What you have to do >> Please say how many lines in the records below contain the word "BlockState", giving only the number.

- Opening Delimiter -

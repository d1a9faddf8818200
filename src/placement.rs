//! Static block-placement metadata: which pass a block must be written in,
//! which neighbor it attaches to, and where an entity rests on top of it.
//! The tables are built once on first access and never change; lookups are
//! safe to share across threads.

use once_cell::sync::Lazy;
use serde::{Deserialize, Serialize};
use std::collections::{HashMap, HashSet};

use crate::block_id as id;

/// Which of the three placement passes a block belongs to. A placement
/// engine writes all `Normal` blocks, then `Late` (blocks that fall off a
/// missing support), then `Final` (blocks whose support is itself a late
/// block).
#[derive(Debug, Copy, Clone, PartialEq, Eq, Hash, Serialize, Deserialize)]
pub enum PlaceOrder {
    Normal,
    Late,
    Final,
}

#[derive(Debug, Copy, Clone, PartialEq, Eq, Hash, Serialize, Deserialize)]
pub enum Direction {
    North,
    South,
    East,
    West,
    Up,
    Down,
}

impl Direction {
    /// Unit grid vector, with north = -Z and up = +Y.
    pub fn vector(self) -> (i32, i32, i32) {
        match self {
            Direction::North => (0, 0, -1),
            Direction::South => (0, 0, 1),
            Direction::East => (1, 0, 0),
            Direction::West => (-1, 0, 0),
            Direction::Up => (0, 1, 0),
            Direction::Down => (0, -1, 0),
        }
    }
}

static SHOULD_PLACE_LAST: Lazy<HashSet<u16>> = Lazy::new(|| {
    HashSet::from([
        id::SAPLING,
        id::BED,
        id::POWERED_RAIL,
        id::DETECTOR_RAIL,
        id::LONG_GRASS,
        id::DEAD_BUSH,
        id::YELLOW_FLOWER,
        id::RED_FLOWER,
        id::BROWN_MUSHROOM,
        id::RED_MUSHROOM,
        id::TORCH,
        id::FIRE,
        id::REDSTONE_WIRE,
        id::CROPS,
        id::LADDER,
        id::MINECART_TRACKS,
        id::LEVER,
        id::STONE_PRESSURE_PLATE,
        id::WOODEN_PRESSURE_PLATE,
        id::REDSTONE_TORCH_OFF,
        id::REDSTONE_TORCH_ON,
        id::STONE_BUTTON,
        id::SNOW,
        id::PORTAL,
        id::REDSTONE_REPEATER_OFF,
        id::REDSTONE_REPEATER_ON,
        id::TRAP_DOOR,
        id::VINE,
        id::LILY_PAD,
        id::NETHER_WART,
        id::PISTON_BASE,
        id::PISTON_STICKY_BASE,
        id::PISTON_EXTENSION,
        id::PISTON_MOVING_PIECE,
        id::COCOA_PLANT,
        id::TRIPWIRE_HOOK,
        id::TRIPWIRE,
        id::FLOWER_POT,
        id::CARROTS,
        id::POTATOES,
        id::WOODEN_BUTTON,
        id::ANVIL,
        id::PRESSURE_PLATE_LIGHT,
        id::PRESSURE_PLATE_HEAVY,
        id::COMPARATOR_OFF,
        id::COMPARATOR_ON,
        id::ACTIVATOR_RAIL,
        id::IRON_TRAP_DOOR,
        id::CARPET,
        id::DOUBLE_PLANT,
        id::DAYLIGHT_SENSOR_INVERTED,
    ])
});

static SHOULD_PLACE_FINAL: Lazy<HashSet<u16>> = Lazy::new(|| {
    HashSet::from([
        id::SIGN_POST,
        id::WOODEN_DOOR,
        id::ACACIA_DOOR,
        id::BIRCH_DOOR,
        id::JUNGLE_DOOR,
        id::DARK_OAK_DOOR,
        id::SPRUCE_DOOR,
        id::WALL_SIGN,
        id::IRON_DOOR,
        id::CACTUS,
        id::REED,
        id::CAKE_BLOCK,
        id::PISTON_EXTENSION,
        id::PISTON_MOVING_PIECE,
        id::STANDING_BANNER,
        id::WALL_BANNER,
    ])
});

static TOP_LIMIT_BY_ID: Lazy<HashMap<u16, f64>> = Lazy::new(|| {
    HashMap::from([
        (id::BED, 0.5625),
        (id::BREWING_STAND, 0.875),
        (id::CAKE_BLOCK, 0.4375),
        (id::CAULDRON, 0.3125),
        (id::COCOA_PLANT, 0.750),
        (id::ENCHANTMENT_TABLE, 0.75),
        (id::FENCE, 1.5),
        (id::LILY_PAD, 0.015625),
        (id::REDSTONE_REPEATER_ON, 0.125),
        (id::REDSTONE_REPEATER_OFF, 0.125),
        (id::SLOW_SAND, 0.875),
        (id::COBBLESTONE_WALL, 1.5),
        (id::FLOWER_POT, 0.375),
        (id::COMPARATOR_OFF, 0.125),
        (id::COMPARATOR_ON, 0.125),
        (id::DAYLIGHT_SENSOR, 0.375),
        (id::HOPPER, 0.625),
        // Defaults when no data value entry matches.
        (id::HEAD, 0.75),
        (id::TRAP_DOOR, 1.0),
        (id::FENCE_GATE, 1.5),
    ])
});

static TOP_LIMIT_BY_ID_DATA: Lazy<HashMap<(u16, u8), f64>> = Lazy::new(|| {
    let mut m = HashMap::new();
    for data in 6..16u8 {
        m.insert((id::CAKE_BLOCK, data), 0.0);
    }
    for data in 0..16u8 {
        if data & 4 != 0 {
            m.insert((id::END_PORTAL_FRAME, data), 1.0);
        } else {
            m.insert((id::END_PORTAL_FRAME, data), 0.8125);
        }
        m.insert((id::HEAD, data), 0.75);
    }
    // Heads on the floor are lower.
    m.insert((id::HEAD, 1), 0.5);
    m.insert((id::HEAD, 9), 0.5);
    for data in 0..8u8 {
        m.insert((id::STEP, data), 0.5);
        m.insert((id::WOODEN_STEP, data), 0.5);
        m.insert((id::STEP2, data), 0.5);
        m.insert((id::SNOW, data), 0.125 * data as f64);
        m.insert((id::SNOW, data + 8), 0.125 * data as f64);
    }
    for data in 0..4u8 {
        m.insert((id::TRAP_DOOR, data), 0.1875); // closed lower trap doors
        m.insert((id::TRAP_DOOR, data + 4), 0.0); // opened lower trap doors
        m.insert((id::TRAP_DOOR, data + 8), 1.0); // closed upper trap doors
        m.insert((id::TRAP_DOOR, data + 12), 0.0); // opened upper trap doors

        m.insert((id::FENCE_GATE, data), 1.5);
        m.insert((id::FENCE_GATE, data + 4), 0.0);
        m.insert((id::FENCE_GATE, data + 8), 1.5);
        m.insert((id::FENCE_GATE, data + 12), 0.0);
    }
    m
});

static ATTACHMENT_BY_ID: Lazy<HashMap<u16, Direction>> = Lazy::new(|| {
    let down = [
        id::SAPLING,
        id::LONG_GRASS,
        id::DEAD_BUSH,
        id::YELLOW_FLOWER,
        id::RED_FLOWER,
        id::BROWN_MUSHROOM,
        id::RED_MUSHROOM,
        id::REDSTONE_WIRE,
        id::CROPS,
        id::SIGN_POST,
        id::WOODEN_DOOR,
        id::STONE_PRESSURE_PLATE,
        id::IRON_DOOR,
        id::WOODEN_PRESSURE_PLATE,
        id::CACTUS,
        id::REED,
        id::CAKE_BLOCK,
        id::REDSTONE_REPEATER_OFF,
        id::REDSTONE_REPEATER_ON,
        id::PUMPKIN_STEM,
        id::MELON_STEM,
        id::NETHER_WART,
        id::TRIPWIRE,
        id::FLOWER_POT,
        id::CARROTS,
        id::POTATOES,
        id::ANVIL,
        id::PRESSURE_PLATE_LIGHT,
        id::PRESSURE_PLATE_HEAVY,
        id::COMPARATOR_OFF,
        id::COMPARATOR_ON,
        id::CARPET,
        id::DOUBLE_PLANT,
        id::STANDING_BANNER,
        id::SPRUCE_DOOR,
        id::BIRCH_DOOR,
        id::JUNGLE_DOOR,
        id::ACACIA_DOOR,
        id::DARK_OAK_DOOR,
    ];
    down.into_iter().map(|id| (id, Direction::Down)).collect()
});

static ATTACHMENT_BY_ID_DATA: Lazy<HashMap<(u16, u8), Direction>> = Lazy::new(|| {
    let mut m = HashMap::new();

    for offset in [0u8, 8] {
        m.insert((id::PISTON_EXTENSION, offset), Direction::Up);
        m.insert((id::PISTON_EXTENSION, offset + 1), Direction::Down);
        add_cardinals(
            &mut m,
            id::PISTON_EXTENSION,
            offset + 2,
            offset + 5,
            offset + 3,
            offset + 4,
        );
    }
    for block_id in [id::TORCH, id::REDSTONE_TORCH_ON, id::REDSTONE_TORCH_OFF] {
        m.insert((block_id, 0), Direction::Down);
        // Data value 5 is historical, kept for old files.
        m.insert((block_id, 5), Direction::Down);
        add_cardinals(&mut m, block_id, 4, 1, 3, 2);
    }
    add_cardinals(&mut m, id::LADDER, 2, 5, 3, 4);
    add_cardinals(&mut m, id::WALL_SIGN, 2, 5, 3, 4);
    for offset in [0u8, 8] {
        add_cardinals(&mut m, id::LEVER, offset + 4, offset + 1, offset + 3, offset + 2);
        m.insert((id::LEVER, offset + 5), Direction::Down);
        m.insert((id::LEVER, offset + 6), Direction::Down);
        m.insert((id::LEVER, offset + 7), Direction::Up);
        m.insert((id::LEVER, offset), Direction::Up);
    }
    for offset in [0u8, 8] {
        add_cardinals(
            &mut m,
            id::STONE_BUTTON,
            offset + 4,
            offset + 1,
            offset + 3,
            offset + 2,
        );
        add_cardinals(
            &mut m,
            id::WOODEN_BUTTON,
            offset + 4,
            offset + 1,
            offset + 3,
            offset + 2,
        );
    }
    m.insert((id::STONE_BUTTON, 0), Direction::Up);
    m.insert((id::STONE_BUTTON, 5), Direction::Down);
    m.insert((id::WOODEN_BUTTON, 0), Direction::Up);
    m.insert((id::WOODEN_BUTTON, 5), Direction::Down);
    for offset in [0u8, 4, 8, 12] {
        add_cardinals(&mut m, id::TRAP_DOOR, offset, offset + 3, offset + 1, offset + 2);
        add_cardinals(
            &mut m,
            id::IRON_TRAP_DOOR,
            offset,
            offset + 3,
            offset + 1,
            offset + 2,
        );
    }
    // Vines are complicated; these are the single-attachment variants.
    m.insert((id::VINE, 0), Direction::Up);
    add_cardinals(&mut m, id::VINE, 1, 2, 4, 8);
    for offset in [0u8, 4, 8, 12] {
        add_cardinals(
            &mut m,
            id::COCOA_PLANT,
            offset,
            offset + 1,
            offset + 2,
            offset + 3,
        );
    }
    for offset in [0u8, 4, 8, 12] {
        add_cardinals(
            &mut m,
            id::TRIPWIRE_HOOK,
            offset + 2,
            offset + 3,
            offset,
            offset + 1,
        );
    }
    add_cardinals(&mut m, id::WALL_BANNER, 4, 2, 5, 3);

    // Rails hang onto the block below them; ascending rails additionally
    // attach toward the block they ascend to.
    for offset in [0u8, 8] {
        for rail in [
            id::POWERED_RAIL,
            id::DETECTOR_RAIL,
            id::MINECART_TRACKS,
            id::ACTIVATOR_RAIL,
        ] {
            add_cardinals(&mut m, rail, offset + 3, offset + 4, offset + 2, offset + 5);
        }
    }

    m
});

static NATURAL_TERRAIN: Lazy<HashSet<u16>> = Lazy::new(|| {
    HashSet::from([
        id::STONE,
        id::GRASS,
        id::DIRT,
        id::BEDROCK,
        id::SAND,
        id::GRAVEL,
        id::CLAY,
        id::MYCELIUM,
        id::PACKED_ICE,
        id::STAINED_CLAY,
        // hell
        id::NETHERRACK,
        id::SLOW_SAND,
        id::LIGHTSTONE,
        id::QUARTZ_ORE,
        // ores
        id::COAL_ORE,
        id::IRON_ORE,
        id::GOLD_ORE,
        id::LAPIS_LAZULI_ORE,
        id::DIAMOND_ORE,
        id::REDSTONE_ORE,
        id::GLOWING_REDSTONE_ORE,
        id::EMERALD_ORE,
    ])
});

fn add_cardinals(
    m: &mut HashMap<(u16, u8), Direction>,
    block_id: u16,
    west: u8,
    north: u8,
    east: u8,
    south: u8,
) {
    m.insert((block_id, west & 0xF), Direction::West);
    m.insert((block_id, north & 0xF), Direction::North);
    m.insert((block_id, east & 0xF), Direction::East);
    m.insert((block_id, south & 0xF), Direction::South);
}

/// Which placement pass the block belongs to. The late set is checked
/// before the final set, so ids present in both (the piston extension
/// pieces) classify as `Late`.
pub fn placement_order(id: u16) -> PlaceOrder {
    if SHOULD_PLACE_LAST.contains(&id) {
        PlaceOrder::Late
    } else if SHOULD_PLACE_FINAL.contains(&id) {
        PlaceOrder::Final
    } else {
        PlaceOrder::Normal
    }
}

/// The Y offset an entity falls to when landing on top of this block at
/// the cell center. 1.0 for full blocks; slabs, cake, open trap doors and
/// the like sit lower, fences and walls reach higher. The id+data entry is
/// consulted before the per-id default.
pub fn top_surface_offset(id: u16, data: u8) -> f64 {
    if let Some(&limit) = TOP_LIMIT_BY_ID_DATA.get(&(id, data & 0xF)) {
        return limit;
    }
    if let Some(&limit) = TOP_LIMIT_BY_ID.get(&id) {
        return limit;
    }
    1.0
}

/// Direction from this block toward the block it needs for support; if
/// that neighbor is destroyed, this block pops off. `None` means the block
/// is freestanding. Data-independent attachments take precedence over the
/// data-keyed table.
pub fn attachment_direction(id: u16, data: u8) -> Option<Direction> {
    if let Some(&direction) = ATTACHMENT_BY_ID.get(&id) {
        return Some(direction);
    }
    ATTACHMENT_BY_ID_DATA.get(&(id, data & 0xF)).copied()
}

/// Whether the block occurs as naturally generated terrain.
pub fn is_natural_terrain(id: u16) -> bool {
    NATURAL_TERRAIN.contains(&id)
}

- Closing Delimiter -
- Opening Delimiter -

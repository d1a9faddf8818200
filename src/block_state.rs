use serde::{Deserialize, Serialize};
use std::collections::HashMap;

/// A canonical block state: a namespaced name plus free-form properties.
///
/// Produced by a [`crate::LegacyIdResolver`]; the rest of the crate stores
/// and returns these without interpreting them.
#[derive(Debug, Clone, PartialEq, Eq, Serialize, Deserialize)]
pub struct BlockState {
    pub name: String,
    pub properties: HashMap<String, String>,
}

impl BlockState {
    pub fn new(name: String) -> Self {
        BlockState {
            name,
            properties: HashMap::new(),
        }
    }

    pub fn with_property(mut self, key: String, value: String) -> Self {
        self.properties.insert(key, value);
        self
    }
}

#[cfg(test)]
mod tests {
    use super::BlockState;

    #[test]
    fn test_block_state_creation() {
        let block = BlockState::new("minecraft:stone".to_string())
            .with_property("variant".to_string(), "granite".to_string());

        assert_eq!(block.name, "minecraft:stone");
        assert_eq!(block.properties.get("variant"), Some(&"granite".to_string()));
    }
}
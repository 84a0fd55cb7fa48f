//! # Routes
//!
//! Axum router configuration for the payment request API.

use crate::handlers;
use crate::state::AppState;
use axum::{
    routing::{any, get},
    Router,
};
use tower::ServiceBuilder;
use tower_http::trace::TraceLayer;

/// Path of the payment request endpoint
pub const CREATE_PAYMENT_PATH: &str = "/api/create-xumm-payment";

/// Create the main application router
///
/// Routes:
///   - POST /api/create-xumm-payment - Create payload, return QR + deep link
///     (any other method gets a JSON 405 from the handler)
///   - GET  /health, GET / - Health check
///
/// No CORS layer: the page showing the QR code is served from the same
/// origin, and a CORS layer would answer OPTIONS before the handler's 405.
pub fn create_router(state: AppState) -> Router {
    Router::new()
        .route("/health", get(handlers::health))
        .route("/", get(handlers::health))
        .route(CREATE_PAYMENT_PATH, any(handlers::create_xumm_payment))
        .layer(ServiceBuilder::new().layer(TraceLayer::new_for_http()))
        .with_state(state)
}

- Closing Delimiter -
- Opening Delimiter -

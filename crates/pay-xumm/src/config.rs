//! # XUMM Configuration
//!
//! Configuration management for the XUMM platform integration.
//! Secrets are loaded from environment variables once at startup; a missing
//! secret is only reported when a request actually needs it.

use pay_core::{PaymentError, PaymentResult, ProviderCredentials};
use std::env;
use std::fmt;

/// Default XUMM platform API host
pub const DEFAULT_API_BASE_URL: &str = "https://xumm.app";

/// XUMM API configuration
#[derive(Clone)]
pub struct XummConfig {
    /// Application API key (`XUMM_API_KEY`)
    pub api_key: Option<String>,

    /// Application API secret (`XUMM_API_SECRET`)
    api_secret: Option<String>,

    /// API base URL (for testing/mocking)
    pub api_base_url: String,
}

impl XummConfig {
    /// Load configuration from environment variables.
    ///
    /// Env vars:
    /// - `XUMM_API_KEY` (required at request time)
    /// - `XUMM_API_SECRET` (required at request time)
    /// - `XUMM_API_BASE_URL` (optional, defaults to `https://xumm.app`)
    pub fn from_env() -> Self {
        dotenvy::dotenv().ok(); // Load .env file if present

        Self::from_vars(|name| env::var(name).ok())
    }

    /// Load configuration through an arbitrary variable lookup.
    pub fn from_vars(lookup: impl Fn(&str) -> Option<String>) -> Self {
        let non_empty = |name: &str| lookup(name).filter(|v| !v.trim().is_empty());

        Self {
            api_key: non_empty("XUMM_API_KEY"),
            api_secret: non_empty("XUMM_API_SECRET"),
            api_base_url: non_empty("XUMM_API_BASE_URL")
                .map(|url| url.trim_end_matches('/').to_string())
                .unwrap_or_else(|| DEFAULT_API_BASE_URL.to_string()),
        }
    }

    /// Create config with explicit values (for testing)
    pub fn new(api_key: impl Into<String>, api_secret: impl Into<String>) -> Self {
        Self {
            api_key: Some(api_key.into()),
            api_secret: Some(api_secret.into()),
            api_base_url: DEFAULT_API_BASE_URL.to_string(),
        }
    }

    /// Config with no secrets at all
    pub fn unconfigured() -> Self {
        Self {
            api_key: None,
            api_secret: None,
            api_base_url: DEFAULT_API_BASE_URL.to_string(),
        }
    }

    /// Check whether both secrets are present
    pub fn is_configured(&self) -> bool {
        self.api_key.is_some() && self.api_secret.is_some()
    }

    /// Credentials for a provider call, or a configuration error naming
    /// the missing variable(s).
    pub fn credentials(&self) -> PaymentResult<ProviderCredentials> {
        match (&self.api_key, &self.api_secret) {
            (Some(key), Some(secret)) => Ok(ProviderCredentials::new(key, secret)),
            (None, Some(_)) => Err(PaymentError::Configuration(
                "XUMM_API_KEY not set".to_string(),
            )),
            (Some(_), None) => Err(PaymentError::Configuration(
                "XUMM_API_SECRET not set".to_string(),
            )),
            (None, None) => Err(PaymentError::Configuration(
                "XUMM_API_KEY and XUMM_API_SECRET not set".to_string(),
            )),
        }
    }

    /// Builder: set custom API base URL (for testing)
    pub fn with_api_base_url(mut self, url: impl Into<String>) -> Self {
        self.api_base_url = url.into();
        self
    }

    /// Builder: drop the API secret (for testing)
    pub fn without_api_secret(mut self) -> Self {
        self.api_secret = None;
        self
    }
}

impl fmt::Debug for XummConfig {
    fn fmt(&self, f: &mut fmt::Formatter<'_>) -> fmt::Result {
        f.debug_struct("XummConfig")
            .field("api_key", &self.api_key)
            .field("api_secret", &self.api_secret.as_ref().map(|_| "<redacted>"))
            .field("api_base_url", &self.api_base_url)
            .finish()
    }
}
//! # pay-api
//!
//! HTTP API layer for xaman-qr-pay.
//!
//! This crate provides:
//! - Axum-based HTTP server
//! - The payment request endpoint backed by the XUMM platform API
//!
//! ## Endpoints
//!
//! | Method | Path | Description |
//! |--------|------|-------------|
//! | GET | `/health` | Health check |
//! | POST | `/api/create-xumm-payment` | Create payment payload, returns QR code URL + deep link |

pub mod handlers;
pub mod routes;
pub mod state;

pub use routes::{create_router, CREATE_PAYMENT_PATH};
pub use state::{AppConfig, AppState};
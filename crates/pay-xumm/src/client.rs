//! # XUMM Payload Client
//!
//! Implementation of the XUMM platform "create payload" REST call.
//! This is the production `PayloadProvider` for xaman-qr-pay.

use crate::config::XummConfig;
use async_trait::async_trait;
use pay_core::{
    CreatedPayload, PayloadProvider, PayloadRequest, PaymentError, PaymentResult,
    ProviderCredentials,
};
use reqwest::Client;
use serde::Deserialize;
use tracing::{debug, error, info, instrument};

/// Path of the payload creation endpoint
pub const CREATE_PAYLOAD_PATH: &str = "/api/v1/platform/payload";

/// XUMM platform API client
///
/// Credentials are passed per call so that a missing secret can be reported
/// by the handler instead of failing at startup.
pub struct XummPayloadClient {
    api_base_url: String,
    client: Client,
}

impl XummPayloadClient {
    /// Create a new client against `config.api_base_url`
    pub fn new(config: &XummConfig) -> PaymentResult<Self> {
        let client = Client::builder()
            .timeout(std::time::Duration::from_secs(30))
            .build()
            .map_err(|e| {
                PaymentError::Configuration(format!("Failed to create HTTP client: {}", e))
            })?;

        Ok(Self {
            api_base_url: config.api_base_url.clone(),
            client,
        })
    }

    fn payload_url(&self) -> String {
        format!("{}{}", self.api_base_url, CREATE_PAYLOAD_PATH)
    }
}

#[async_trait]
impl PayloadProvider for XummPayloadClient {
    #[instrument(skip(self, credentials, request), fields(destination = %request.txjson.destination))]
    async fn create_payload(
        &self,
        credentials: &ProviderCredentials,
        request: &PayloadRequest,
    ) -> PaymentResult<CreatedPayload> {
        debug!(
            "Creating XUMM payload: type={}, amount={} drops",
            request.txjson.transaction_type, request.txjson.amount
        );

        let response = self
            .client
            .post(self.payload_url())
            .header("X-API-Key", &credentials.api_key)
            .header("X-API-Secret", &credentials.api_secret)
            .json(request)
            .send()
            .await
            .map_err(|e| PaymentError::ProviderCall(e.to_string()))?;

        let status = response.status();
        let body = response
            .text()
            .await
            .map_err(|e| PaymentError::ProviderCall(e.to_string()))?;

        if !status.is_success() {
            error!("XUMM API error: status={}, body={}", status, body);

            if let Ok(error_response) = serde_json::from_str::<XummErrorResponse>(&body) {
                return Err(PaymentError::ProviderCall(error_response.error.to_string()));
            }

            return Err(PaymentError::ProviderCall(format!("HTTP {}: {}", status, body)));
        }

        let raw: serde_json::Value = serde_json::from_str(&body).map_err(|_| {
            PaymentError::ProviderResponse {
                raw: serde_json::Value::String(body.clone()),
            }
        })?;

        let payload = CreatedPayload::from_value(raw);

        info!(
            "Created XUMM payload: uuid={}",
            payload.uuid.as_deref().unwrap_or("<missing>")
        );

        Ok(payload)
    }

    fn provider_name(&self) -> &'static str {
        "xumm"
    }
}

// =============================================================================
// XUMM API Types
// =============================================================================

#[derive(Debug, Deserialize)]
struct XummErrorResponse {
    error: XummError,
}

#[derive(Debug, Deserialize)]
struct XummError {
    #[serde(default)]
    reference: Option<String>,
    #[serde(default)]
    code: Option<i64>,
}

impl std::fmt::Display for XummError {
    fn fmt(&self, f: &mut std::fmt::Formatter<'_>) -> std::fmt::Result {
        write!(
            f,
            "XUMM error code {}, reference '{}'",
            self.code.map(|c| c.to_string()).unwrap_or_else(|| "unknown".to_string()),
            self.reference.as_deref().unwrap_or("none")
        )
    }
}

- Closing Delimiter -

Exercise output >> 5